And why would that be, "Wall Street Exectives"?
It wouldn’t have to do with you destroying CONfidence in the markets with bid-rigging, various high-frequency trading games and similar nonsense, would it?
The Patsy is usually the individual investor, who winds up getting distributed to just before the floor disappears. But having been hosed twice in a decade by those Wall Streeters who continually appear in the mainstream media to tell us how "it’s a great time to buy stocks" (have you ever heard a salesman tell you it’s a bad time to buy whatever he’s selling?) it appears that Joe Q Public is wising up:
Equity funds had estimated outflows of $3.85 billion for the week, compared to estimated outflows of $1.32 billion in the previous week. Domestic equity funds had estimated outflows of $4.10 billion, while estimated inflows to foreign equity funds were $255 million.
It’s been a nice rally, but Americans don’t trust it.

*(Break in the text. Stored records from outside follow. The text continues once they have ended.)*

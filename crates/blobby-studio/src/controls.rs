use blobby_engine::input::{InputFrame, InputState, Key};
use blobby_engine::pipeline::Tunables;

/// Tunable change per key press (or key repeat).
pub const RADIUS_STEP: f32 = 0.1;
pub const SMOOTHING_STEP: f32 = 0.05;
pub const INTERPOLATION_STEP: f32 = 0.05;
pub const SPEED_STEP: f32 = 0.1;

/// What the keyboard asked for this frame.
#[derive(Debug, Copy, Clone, PartialEq)]
pub enum Action {
    Exit,
    ReloadShaders,
    ToggleAnimation,
    CycleView,
    RadiusScale(f32),
    Smoothing(f32),
    Interpolation(f32),
    Speed(f32),
}

/// Key bindings, in a fixed order so several keys in one frame apply
/// predictably. Shift turns the R/S/I increments into decrements.
pub fn actions(frame: &InputFrame, state: &InputState) -> Vec<Action> {
    let mut out = Vec::new();

    if frame.keys_pressed.contains(&Key::Escape) {
        out.push(Action::Exit);
        return out;
    }
    if frame.keys_pressed.contains(&Key::F5) {
        out.push(Action::ReloadShaders);
    }
    if frame.keys_pressed.contains(&Key::Space) {
        out.push(Action::ToggleAnimation);
    }
    if frame.keys_pressed.contains(&Key::V) {
        out.push(Action::CycleView);
    }

    let sign = if state.modifiers.shift { -1.0 } else { 1.0 };
    if frame.key_triggered(Key::R) {
        out.push(Action::RadiusScale(sign * RADIUS_STEP));
    }
    if frame.key_triggered(Key::S) {
        out.push(Action::Smoothing(sign * SMOOTHING_STEP));
    }
    if frame.key_triggered(Key::I) {
        out.push(Action::Interpolation(sign * INTERPOLATION_STEP));
    }
    if frame.key_triggered(Key::ArrowUp) {
        out.push(Action::Speed(SPEED_STEP));
    }
    if frame.key_triggered(Key::ArrowDown) {
        out.push(Action::Speed(-SPEED_STEP));
    }

    out
}

/// Applies a tunable action. Returns false for actions that are not about
/// tunables.
pub fn apply(tunables: &mut Tunables, action: Action) -> bool {
    match action {
        Action::ToggleAnimation => tunables.animate = !tunables.animate,
        Action::CycleView => tunables.view_mode = tunables.view_mode.next(),
        Action::RadiusScale(d) => tunables.set_radius_scale(tunables.radius_scale() + d),
        Action::Smoothing(d) => tunables.set_smoothing(tunables.smoothing() + d),
        Action::Interpolation(d) => tunables.set_interpolation(tunables.interpolation() + d),
        Action::Speed(d) => tunables.set_speed(tunables.speed() + d),
        Action::Exit | Action::ReloadShaders => return false,
    }
    true
}
use std::path::PathBuf;

use super::plan::ReloadPolicy;

/// Environment variable overriding [`PipelineConfig::shader_root`].
pub const SHADER_DIR_ENV: &str = "BLOBBY_SHADER_DIR";

#[derive(Debug, Clone, PartialEq)]
pub struct PipelineConfig {
    /// Fixed number of list entries each pixel can hold.
    pub capacity_per_pixel: u32,
    /// Directory WGSL stage sources are read from.
    pub shader_root: PathBuf,
    /// Linear RGB shown where no primitive covers a pixel.
    pub background: [f32; 3],
    pub reload_policy: ReloadPolicy,
}

impl Default for PipelineConfig {
    fn default() -> Self {
        Self {
            capacity_per_pixel: 8,
            shader_root: default_shader_root(),
            background: [0.2, 0.3, 0.3],
            reload_policy: ReloadPolicy::default(),
        }
    }
}

fn default_shader_root() -> PathBuf {
    std::env::var_os(SHADER_DIR_ENV)
        .map(PathBuf::from)
        .unwrap_or_else(|| PathBuf::from(concat!(env!("CARGO_MANIFEST_DIR"), "/shaders")))
}

/// What the resolve pass writes to the screen.
#[derive(Debug, Default, Copy, Clone, Eq, PartialEq)]
pub enum ViewMode {
    #[default]
    Surface,
    Positions,
    Normals,
    ListCount,
}

impl ViewMode {
    pub fn next(self) -> Self {
        match self {
            ViewMode::Surface => ViewMode::Positions,
            ViewMode::Positions => ViewMode::Normals,
            ViewMode::Normals => ViewMode::ListCount,
            ViewMode::ListCount => ViewMode::Surface,
        }
    }

    pub(crate) fn code(self) -> u32 {
        match self {
            ViewMode::Surface => 0,
            ViewMode::Positions => 1,
            ViewMode::Normals => 2,
            ViewMode::ListCount => 3,
        }
    }
}

/// Scalars the driver may change between frames. Values are read when a
/// frame is encoded, so a change applies from the next frame on.
#[derive(Debug, Copy, Clone, PartialEq)]
pub struct Tunables {
    radius_scale: f32,
    smoothing: f32,
    interpolation: f32,
    speed: f32,
    pub animate: bool,
    pub view_mode: ViewMode,
}

impl Default for Tunables {
    fn default() -> Self {
        Self {
            radius_scale: 1.5,
            smoothing: 0.5,
            interpolation: 0.0,
            speed: 1.0,
            animate: true,
            view_mode: ViewMode::Surface,
        }
    }
}

impl Tunables {
    pub const RADIUS_SCALE: (f32, f32) = (0.0, 10.0);
    pub const SMOOTHING: (f32, f32) = (0.0, 4.0);
    pub const INTERPOLATION: (f32, f32) = (0.0, 1.0);
    pub const SPEED: (f32, f32) = (0.1, 10.0);

    /// Outer radius multiplier used by the list-build pass.
    pub fn radius_scale(&self) -> f32 {
        self.radius_scale
    }

    pub fn smoothing(&self) -> f32 {
        self.smoothing
    }

    pub fn interpolation(&self) -> f32 {
        self.interpolation
    }

    pub fn speed(&self) -> f32 {
        self.speed
    }

    pub fn set_radius_scale(&mut self, v: f32) {
        self.radius_scale = clamp(v, Self::RADIUS_SCALE);
    }

    pub fn set_smoothing(&mut self, v: f32) {
        self.smoothing = clamp(v, Self::SMOOTHING);
    }

    pub fn set_interpolation(&mut self, v: f32) {
        self.interpolation = clamp(v, Self::INTERPOLATION);
    }

    pub fn set_speed(&mut self, v: f32) {
        self.speed = clamp(v, Self::SPEED);
    }
}

fn clamp(v: f32, (lo, hi): (f32, f32)) -> f32 {
    if v.is_nan() { lo } else { v.clamp(lo, hi) }
}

Nor should they, in my opinion.
Indeed, in my 20+ years of market-watching and more than a decade of active trading, I’ve never seen a market as wildly distorted as the one we find ourselves in today. Then again, I’ve never seen a market in which 70% or more of all volume is simply computers trying to skim fractions of a penny from each other.
Yes, I understand the "full court press" to keep stock prices in the air – they’re literally the "final frontier" in trying to prompt people to spend money they don’t have based on false asset valuations, and thereby "promote" consumerism beyond earnings capacity.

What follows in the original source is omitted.